Nueral Embeddings

This is the code for our paper on learning robust representations for MEG data (paper name TBD). This repository implements a transformer-based architecture and self-supervised learning methods that allow learning representations for MEG data using unlabeled data.

Prerequisites

This project has only been tested with Python 3.9. Other versions may also work, but functionality is not guaranteed. To get started, clone the repository then run a pip install on the requirements.txt file to get the necessary modules installed. It is recommended you do this in a new environment to avoid dependency conflicts.

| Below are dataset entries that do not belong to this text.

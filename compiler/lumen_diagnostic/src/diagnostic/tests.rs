use pretty_assertions::assert_eq;

use super::*;

#[test]
fn builder_collects_parts() {
    let diag = Diagnostic::error(ErrorCode::E2101)
        .with_message("System.Runtime.CompilerServices.IsReadOnlyAttribute not found")
        .with_note("the type was requested while importing metadata")
        .with_file("/work/src/lib.lm");

    assert_eq!(diag.code, ErrorCode::E2101);
    assert_eq!(diag.notes.len(), 1);
    assert_eq!(diag.file, Some(PathBuf::from("/work/src/lib.lm")));
}

#[test]
fn display_renders_code_message_and_notes() {
    let diag = Diagnostic::error(ErrorCode::E2103)
        .with_message("attribute cannot be embedded")
        .with_note("only compiler-emitted attributes can be embedded");

    assert_eq!(
        diag.to_string(),
        "error[E2103]: attribute cannot be embedded\n  = note: only compiler-emitted attributes can be embedded"
    );
}

#[test]
fn display_places_the_file_before_notes() {
    let diag = Diagnostic::error(ErrorCode::E2102)
        .with_message("Lumen.Core.Option`1 not found")
        .with_note("the referenced compilation unit may be out of date")
        .with_file("/work/src/main.lm");

    assert_eq!(
        diag.to_string(),
        "error[E2102]: Lumen.Core.Option`1 not found\n  --> /work/src/main.lm\n  = note: the referenced compilation unit may be out of date"
    );
}
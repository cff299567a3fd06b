#![allow(clippy::unwrap_used, reason = "Tests use unwrap for brevity")]

use std::path::Path;

use lumen_diagnostic::ErrorCode;
use pretty_assertions::assert_eq;

use super::*;
use crate::config::{CompilationMode, LangVersion};
use crate::error::ConfigError;
use crate::testing::{populate_host, Fixture};
use crate::unit::UnitTable;

fn assert_send_sync<T: Send + Sync>() {}

#[test]
fn globals_can_be_shared_across_threads() {
    assert_send_sync::<Globals>();
    assert_send_sync::<Arc<Globals>>();
}

#[test]
fn relative_base_path_is_rejected() {
    let interner = SharedInterner::new();
    let local = CompilationUnit::new_local(interner.intern("app"));
    let err = Globals::new(
        GlobalsConfig::default().with_base_path("src"),
        interner,
        SessionUnits::new(local),
        UnitTable::new(),
    )
    .unwrap_err();
    assert_eq!(
        err,
        GlobalsError::InvalidConfig(ConfigError::RelativeBasePath("src".into()))
    );
    assert_eq!(err.code(), ErrorCode::E9102);
}

#[test]
fn unsupported_language_version_is_rejected() {
    let interner = SharedInterner::new();
    let local = CompilationUnit::new_local(interner.intern("app"));
    let result = Globals::new(
        GlobalsConfig::default().with_lang_version(LangVersion::new(9, 0)),
        interner,
        SessionUnits::new(local),
        UnitTable::new(),
    );
    assert!(matches!(
        result,
        Err(GlobalsError::InvalidConfig(ConfigError::UnsupportedLanguageVersion { .. }))
    ));
}

#[test]
fn missing_std_lib_defers_the_core_unit() {
    let g = Fixture::empty();
    let core = g.core_unit();
    assert!(core.is_deferred());
    assert_eq!(core.diagnostic(), Some("Lumen.Core not found"));
    assert_eq!(
        core.force().unwrap_err(),
        GlobalsError::DeferredResolution {
            diagnostic: "Lumen.Core not found".to_owned()
        }
    );
}

#[test]
fn missing_std_lib_types_name_themselves_when_forced() {
    let g = Fixture::empty();
    let option = g.tycon(NamedTycon::Option);
    assert_eq!(
        g.deref_tycon(option).unwrap_err(),
        GlobalsError::DeferredResolution {
            diagnostic: "Lumen.Core.Option`1 not found".to_owned()
        }
    );

    let absent = g.find_core_tycon("Lumen.Core.Collections", "Bag`1");
    assert_eq!(
        g.deref_tycon(&absent).unwrap_err().to_string(),
        "Lumen.Core.Collections.Bag`1 not found"
    );
    assert_ne!(g.tycon(NamedTycon::List), option);
}

#[test]
fn loaded_std_lib_is_the_core_unit() {
    let fx = Fixture::new();
    assert_eq!(fx.globals.core_unit().unit_id(), Some(fx.core.id()));
    assert!(fx.globals.local_unit().is_empty());
}

#[test]
fn compiling_the_std_lib_makes_the_local_unit_core() {
    let g = Fixture::std_lib();
    assert_eq!(g.core_unit().unit_id(), Some(g.local_unit().id()));
    assert_eq!(g.improve_strategy(), ImproveStrategy::ByName);
    assert_eq!(Fixture::new().globals.improve_strategy(), ImproveStrategy::ByStamp);
}

#[test]
fn find_sys_tycon_goes_through_the_resolver() {
    let fx = Fixture::new();
    let g = &fx.globals;

    let int32 = g.find_sys_tycon("System", "Int32");
    assert_eq!(int32.unit_id(), Some(fx.host.id()));
    assert_eq!(
        &int32,
        g.tycons().sys_prim(PrimitiveKind::Int32).unwrap()
    );

    let missing = g.find_sys_tycon("System.Collections", "Hashtable");
    assert!(missing.is_deferred());
    assert_eq!(
        g.deref_tycon(&missing).unwrap_err().to_string(),
        "System.Collections.Hashtable not found"
    );
}

#[test]
fn find_core_tycon_addresses_the_std_lib_without_resolving() {
    let fx = Fixture::new();
    let g = &fx.globals;

    let option = g.find_core_tycon("Lumen.Core", "Option`1");
    assert_eq!(option.unit_id(), Some(fx.core.id()));

    let absent = g.find_core_tycon("Lumen.Core", "NotThere");
    assert!(!absent.is_deferred());
    let err = g.deref_tycon(&absent).unwrap_err();
    assert_eq!(err.code(), ErrorCode::E2102);
}

#[test]
fn resolve_or_deferred_reports_the_qualified_name() {
    let fx = Fixture::new();
    let g = &fx.globals;
    let path = g.interner().intern_path("System");

    let found = g.resolve_or_deferred(&path, g.interner().intern("String"), true);
    assert_eq!(found.unit_id(), Some(fx.host.id()));

    let missing = g.resolve_or_deferred(&path, g.interner().intern("Nope"), true);
    assert_eq!(missing.diagnostic(), Some("System.Nope not found"));
}

#[test]
fn closures_work_as_resolvers() {
    let interner = SharedInterner::new();
    let host = CompilationUnit::new_external(interner.intern("System.Runtime"));
    populate_host(&host, &interner);
    let local = CompilationUnit::new_local(interner.intern("app"));

    let resolver_host = Arc::clone(&host);
    let resolver = move |path: &NamespacePath, name: Name, public_only: bool| {
        resolver_host
            .defines(path, name, public_only)
            .then(|| Arc::clone(&resolver_host))
    };
    let g = Globals::new(
        GlobalsConfig::default(),
        interner,
        SessionUnits::new(local),
        resolver,
    )
    .unwrap();

    assert!(g.tycons().sys_prim(PrimitiveKind::String).unwrap().can_deref());
    assert!(g.tycon(NamedTycon::Option).is_deferred());
    assert!(g.well_known_attributes().compiler_generated.is_available());
}

#[test]
fn source_paths_resolve_against_the_base_path() {
    let base = if cfg!(windows) { "C:\\work" } else { "/work" };
    let interner = SharedInterner::new();
    let local = CompilationUnit::new_local(interner.intern("app"));
    let g = Globals::new(
        GlobalsConfig::default().with_base_path(base),
        interner,
        SessionUnits::new(local),
        UnitTable::new(),
    )
    .unwrap();

    assert_eq!(
        g.resolve_source_path(Path::new("lib/a.lm")),
        Path::new(base).join("lib/a.lm")
    );
    let absolute = Path::new(base).join("b.lm");
    assert_eq!(g.resolve_source_path(&absolute), absolute);

    let unbased = Fixture::empty();
    assert_eq!(
        unbased.resolve_source_path(Path::new("c.lm")),
        Path::new("c.lm")
    );
}

#[test]
fn diagnostics_are_attributed_to_resolved_source_paths() {
    let base = if cfg!(windows) { "C:\\work" } else { "/work" };
    let fx = Fixture::with_config(GlobalsConfig::default().with_base_path(base));
    let g = &fx.globals;
    let err = g
        .deref_tycon(&g.find_sys_tycon("System.Collections", "Hashtable"))
        .unwrap_err();

    let diag = g.diagnostic_at(&err, Path::new("src/main.lm"));
    assert_eq!(diag.code, ErrorCode::E2101);
    assert_eq!(diag.message, "System.Collections.Hashtable not found");
    assert_eq!(diag.file, Some(Path::new(base).join("src/main.lm")));

    let unbased = Fixture::empty();
    let diag = unbased.diagnostic_at(&err, Path::new("src/main.lm"));
    assert_eq!(diag.file.as_deref(), Some(Path::new("src/main.lm")));
}

#[test]
fn configuration_is_kept() {
    let config = GlobalsConfig::default()
        .with_mode(CompilationMode::Interactive)
        .with_null_tracking(true);
    let fx = Fixture::with_config(config.clone());
    assert_eq!(fx.globals.config(), &config);
    assert!(fx.globals.config().mode.is_interactive());
}

#[test]
fn every_intrinsic_is_built_in_table_order() {
    let fx = Fixture::new();
    let ids: Vec<IntrinsicId> = fx.globals.intrinsics().map(|vref| vref.id).collect();
    assert_eq!(ids, IntrinsicId::ALL);
}

#[test]
fn debug_output_is_a_summary() {
    let fx = Fixture::new();
    let debug = format!("{:?}", fx.globals);
    assert!(debug.starts_with("Globals {"));
    assert!(debug.contains("improve_strategy: ByStamp"));
}
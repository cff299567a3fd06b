//! Precomputed primitive types.
//!
//! Every primitive type handle is built once when the environment is
//! constructed. Code that wants `int` or `string` gets a clone of the same
//! node, so `Ty::ptr_eq` identifies primitives without a structural compare.

use crate::tycons::WellKnownTycons;
use crate::ty::{Nullness, Ty};

/// Primitive types the language names directly.
#[derive(Copy, Clone, Eq, PartialEq, Hash, Debug, PartialOrd, Ord)]
pub enum PrimitiveKind {
    Int8,
    Int16,
    Int32,
    Int64,
    UInt8,
    UInt16,
    UInt32,
    UInt64,
    NativeInt,
    UNativeInt,
    Float32,
    Float,
    Decimal,
    Bool,
    Char,
    String,
    Obj,
    Exn,
    Unit,
    SystemType,
}

impl PrimitiveKind {
    pub const ALL: [PrimitiveKind; 20] = [
        PrimitiveKind::Int8,
        PrimitiveKind::Int16,
        PrimitiveKind::Int32,
        PrimitiveKind::Int64,
        PrimitiveKind::UInt8,
        PrimitiveKind::UInt16,
        PrimitiveKind::UInt32,
        PrimitiveKind::UInt64,
        PrimitiveKind::NativeInt,
        PrimitiveKind::UNativeInt,
        PrimitiveKind::Float32,
        PrimitiveKind::Float,
        PrimitiveKind::Decimal,
        PrimitiveKind::Bool,
        PrimitiveKind::Char,
        PrimitiveKind::String,
        PrimitiveKind::Obj,
        PrimitiveKind::Exn,
        PrimitiveKind::Unit,
        PrimitiveKind::SystemType,
    ];

    #[inline]
    pub const fn index(self) -> usize {
        self as usize
    }

    /// Name of the standard-library abbreviation, if the language has one.
    pub const fn core_name(self) -> Option<&'static str> {
        Some(match self {
            PrimitiveKind::Int8 => "sbyte",
            PrimitiveKind::Int16 => "int16",
            PrimitiveKind::Int32 => "int",
            PrimitiveKind::Int64 => "int64",
            PrimitiveKind::UInt8 => "byte",
            PrimitiveKind::UInt16 => "uint16",
            PrimitiveKind::UInt32 => "uint32",
            PrimitiveKind::UInt64 => "uint64",
            PrimitiveKind::NativeInt => "nativeint",
            PrimitiveKind::UNativeInt => "unativeint",
            PrimitiveKind::Float32 => "float32",
            PrimitiveKind::Float => "float",
            PrimitiveKind::Decimal => "decimal",
            PrimitiveKind::Bool => "bool",
            PrimitiveKind::Char => "char",
            PrimitiveKind::String => "string",
            PrimitiveKind::Obj => "obj",
            PrimitiveKind::Exn => "exn",
            PrimitiveKind::Unit => "Unit",
            PrimitiveKind::SystemType => return None,
        })
    }

    /// Name of the host-runtime type in `System`, if there is one.
    pub const fn host_name(self) -> Option<&'static str> {
        Some(match self {
            PrimitiveKind::Int8 => "SByte",
            PrimitiveKind::Int16 => "Int16",
            PrimitiveKind::Int32 => "Int32",
            PrimitiveKind::Int64 => "Int64",
            PrimitiveKind::UInt8 => "Byte",
            PrimitiveKind::UInt16 => "UInt16",
            PrimitiveKind::UInt32 => "UInt32",
            PrimitiveKind::UInt64 => "UInt64",
            PrimitiveKind::NativeInt => "IntPtr",
            PrimitiveKind::UNativeInt => "UIntPtr",
            PrimitiveKind::Float32 => "Single",
            PrimitiveKind::Float => "Double",
            PrimitiveKind::Decimal => "Decimal",
            PrimitiveKind::Bool => "Boolean",
            PrimitiveKind::Char => "Char",
            PrimitiveKind::String => "String",
            PrimitiveKind::Obj => "Object",
            PrimitiveKind::Exn => "Exception",
            PrimitiveKind::SystemType => "Type",
            PrimitiveKind::Unit => return None,
        })
    }

    /// Reference types carry nullness variants.
    pub const fn is_nullable_reference(self) -> bool {
        matches!(self, PrimitiveKind::String | PrimitiveKind::Obj)
    }
}

/// One primitive's handles: the ambivalent base plus the two nullness variants.
#[derive(Clone, Debug)]
struct Variants {
    ambivalent: Ty,
    without_null: Ty,
    with_null: Ty,
}

/// The precomputed primitive type table.
#[derive(Clone, Debug)]
pub struct PrimitiveTypes {
    variants: Box<[Variants]>,
    null_tracking: bool,
}

impl PrimitiveTypes {
    /// Build every primitive once.
    ///
    /// Without null tracking the three variants of `string` and `obj` are one handle.
    pub fn new(tycons: &WellKnownTycons, null_tracking: bool) -> Self {
        let variants = PrimitiveKind::ALL
            .iter()
            .map(|&kind| {
                let tcref = tycons.core_prim(kind);
                let ambivalent = Ty::app(tcref.clone(), Vec::new(), Nullness::Ambivalent);
                if null_tracking && kind.is_nullable_reference() {
                    Variants {
                        without_null: Ty::app(tcref.clone(), Vec::new(), Nullness::WithoutNull),
                        with_null: Ty::app(tcref.clone(), Vec::new(), Nullness::WithNull),
                        ambivalent,
                    }
                } else {
                    Variants {
                        without_null: ambivalent.clone(),
                        with_null: ambivalent.clone(),
                        ambivalent,
                    }
                }
            })
            .collect();
        PrimitiveTypes {
            variants,
            null_tracking,
        }
    }

    #[inline]
    pub fn get(&self, kind: PrimitiveKind) -> &Ty {
        &self.variants[kind.index()].ambivalent
    }

    /// The primitive with the requested nullness.
    ///
    /// `string` and `obj` return their shared variant handles. Value types
    /// return the shared handle for ambivalent nullness and a fresh node
    /// otherwise.
    pub fn with_nullness(&self, kind: PrimitiveKind, nullness: Nullness) -> Ty {
        let variants = &self.variants[kind.index()];
        match nullness {
            Nullness::Ambivalent => variants.ambivalent.clone(),
            _ if kind.is_nullable_reference() || !self.null_tracking => match nullness {
                Nullness::WithNull => variants.with_null.clone(),
                _ => variants.without_null.clone(),
            },
            _ => match variants.ambivalent.as_app() {
                Some((tcref, _)) => Ty::app(tcref.clone(), Vec::new(), nullness),
                None => variants.ambivalent.clone(),
            },
        }
    }

    /// The primitive whose precomputed handle is exactly `ty`.
    pub fn kind_of(&self, ty: &Ty) -> Option<PrimitiveKind> {
        PrimitiveKind::ALL.iter().copied().find(|&kind| {
            let v = &self.variants[kind.index()];
            Ty::ptr_eq(ty, &v.ambivalent) || Ty::ptr_eq(ty, &v.without_null) || Ty::ptr_eq(ty, &v.with_null)
        })
    }
}
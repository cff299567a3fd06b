//! Type-constructor references.
//!
//! A `TyconRef` names a type definition either directly (a type in the local
//! unit) or by `(unit, path, name)` for types defined elsewhere. Non-local
//! references resolve lazily: dereferencing consults the unit's contents at
//! the time of the call, so a reference built before the local unit is
//! populated starts working once the type is defined.
//!
//! Equality and hashing use the reference's key (unit identity, path, name),
//! never the definition it currently resolves to.

use std::fmt;
use std::hash::{Hash, Hasher};
use std::sync::Arc;

use lumen_ir::{Name, NamespacePath, StringInterner, StringLookup};

use crate::error::GlobalsError;
use crate::unit::{CompilationUnit, Stamp, TypeDef, UnitId, UnitRef};

#[derive(Clone, Debug)]
pub struct NonLocalTycon {
    pub unit: UnitRef,
    pub path: NamespacePath,
    pub name: Name,
}

/// Reference to a type constructor.
#[derive(Clone)]
pub enum TyconRef {
    Local(Arc<TypeDef>),
    NonLocal(Arc<NonLocalTycon>),
}

/// Which unit a reference is scoped to, for key comparison.
#[derive(Copy, Clone, Eq, PartialEq, Hash, Debug)]
enum Scope {
    Unit(UnitId),
    /// A deferred unit. The path and name already identify it.
    Deferred,
}

impl TyconRef {
    pub fn local(def: Arc<TypeDef>) -> Self {
        TyconRef::Local(def)
    }

    pub fn non_local(unit: UnitRef, path: NamespacePath, name: Name) -> Self {
        TyconRef::NonLocal(Arc::new(NonLocalTycon { unit, path, name }))
    }

    /// Reference a type in `unit` by name, without requiring it to exist yet.
    pub fn in_unit(unit: &Arc<CompilationUnit>, path: NamespacePath, name: Name) -> Self {
        Self::non_local(UnitRef::Resolved(Arc::clone(unit)), path, name)
    }

    pub fn name(&self) -> Name {
        match self {
            TyconRef::Local(def) => def.name,
            TyconRef::NonLocal(nl) => nl.name,
        }
    }

    pub fn path(&self) -> &NamespacePath {
        match self {
            TyconRef::Local(def) => &def.path,
            TyconRef::NonLocal(nl) => &nl.path,
        }
    }

    fn scope(&self) -> Scope {
        match self {
            TyconRef::Local(def) => Scope::Unit(def.unit),
            TyconRef::NonLocal(nl) => match nl.unit.unit_id() {
                Some(id) => Scope::Unit(id),
                None => Scope::Deferred,
            },
        }
    }

    pub fn unit_id(&self) -> Option<UnitId> {
        match self.scope() {
            Scope::Unit(id) => Some(id),
            Scope::Deferred => None,
        }
    }

    /// True when the reference is backed by a deferred sentinel.
    pub fn is_deferred(&self) -> bool {
        self.scope() == Scope::Deferred
    }

    /// The definition, if the unit resolved and currently defines the type.
    pub fn try_deref(&self) -> Option<Arc<TypeDef>> {
        match self {
            TyconRef::Local(def) => Some(Arc::clone(def)),
            TyconRef::NonLocal(nl) => nl.unit.try_unit()?.lookup(&nl.path, nl.name),
        }
    }

    /// The definition, or the reason it cannot be reached.
    ///
    /// A deferred unit raises its diagnostic; a resolved unit that lacks the
    /// type reports `TypeNotFound`.
    pub fn deref(&self, interner: &StringInterner) -> Result<Arc<TypeDef>, GlobalsError> {
        match self {
            TyconRef::Local(def) => Ok(Arc::clone(def)),
            TyconRef::NonLocal(nl) => {
                let unit = nl.unit.force()?;
                unit.lookup(&nl.path, nl.name)
                    .ok_or_else(|| GlobalsError::TypeNotFound {
                        path: nl.path.qualify(nl.name, interner),
                        unit: interner.lookup(unit.name()).to_owned(),
                    })
            }
        }
    }

    pub fn can_deref(&self) -> bool {
        self.try_deref().is_some()
    }

    /// Stamp of the current definition, if dereferenceable.
    pub fn stamp(&self) -> Option<Stamp> {
        self.try_deref().map(|def| def.stamp)
    }

    /// Fully qualified name, e.g. `System.Int32`.
    pub fn display(&self, lookup: &impl StringLookup) -> String {
        self.path().qualify(self.name(), lookup)
    }
}

impl PartialEq for TyconRef {
    fn eq(&self, other: &Self) -> bool {
        if let (TyconRef::Local(a), TyconRef::Local(b)) = (self, other) {
            if Arc::ptr_eq(a, b) {
                return true;
            }
        }
        self.name() == other.name() && self.path() == other.path() && self.scope() == other.scope()
    }
}

impl Eq for TyconRef {}

impl Hash for TyconRef {
    fn hash<H: Hasher>(&self, state: &mut H) {
        self.scope().hash(state);
        self.path().hash(state);
        self.name().hash(state);
    }
}

impl fmt::Debug for TyconRef {
    fn fmt(&self, f: &mut fmt::Formatter<'_>) -> fmt::Result {
        let kind = match self {
            TyconRef::Local(_) => "Local",
            TyconRef::NonLocal(_) => "NonLocal",
        };
        f.debug_struct("TyconRef")
            .field("kind", &kind)
            .field("scope", &self.scope())
            .field("path", self.path())
            .field("name", &self.name())
            .finish()
    }
}

#[cfg(test)]
mod tests;
//! Canonicalization of imported types.
//!
//! Types read from compiled metadata use the host runtime's nominal
//! spellings: `Function`2<a, b>`, `Tuple`3<a, b, c>`, `System.Int32`. The
//! type checker wants the language's own forms. Two maps translate:
//!
//! - *decompile* turns nominal function and tuple constructors into `Fun`
//!   and source tuples,
//! - *improve* turns host-runtime primitives into the language's
//!   abbreviations, keeping the requested nullness.
//!
//! Both maps are built on first use and never change afterwards.

mod decompile;
mod improve;

pub use improve::ImproveStrategy;
pub(crate) use decompile::DecompileMap;
pub(crate) use improve::ImproveMap;
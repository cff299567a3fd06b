//! Lumen IR - identifiers shared by every compiler phase.
//!
//! - Names for interned identifiers (namespace segments, type names,
//!   intrinsic logical and compiled names, attribute names)
//! - A sharded, thread-safe string interner
//! - Namespace paths (`System.Runtime.CompilerServices`)
//!
//! # Design Philosophy
//!
//! - **Intern Everything**: Strings → Name(u32), compared in O(1)
//! - **Cheap Copies**: `Name` is `Copy`; short paths live inline

/// Compile-time assertion that a type has a specific size.
///
/// Used to prevent accidental size regressions in frequently-allocated types.
#[macro_export]
macro_rules! static_assert_size {
    ($ty:ty, $size:expr) => {
        const _: [(); $size] = [(); ::std::mem::size_of::<$ty>()];
    };
}

mod interner;
mod name;
mod path;

pub use interner::{InternError, SharedInterner, StringInterner, StringLookup};
pub use name::Name;
pub use path::NamespacePath;

#[cfg(target_pointer_width = "64")]
mod size_asserts {
    use super::Name;
    static_assert_size!(Name, 4);
}
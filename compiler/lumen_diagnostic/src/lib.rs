//! Diagnostic values for the Lumen compiler.
//!
//! - Error codes for searchability
//! - Clear messages (what went wrong)
//! - Notes (why, and what was requested)
//! - An optional source file, resolved against the session base path
//!
//! Rendering to a terminal or a machine format is the driver's job; this
//! crate only provides the values and a plain `Display`.

mod diagnostic;
mod error_code;

pub use diagnostic::Diagnostic;
pub use error_code::ErrorCode;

git clone https://github.com/ejmejm/NeuralEmbeddings
cd ./NeuralEmbeddings
pip install -r requirements.txt

* It is recommended that you install PyTorch with GPU support for faster training times. By default the above commands will install the CPU version, so an extra step is required if you want the GPU compatible version. For installation instructions please visit https://pytorch.org/.

Getting Started

To get started, you first need to collect data. Once you have data, create two directories under pretraining called data/train_datasets and data/test_datasets, and move the uncompressed folders in there depending on what you want to use for training and testing. Each folder entry in the pretraining/data/{train|test}_datasets directories should be a different dataset. Then the fif files should be somewhere within each dataset folder (We check recursively, so it's okay if there are more nested folders).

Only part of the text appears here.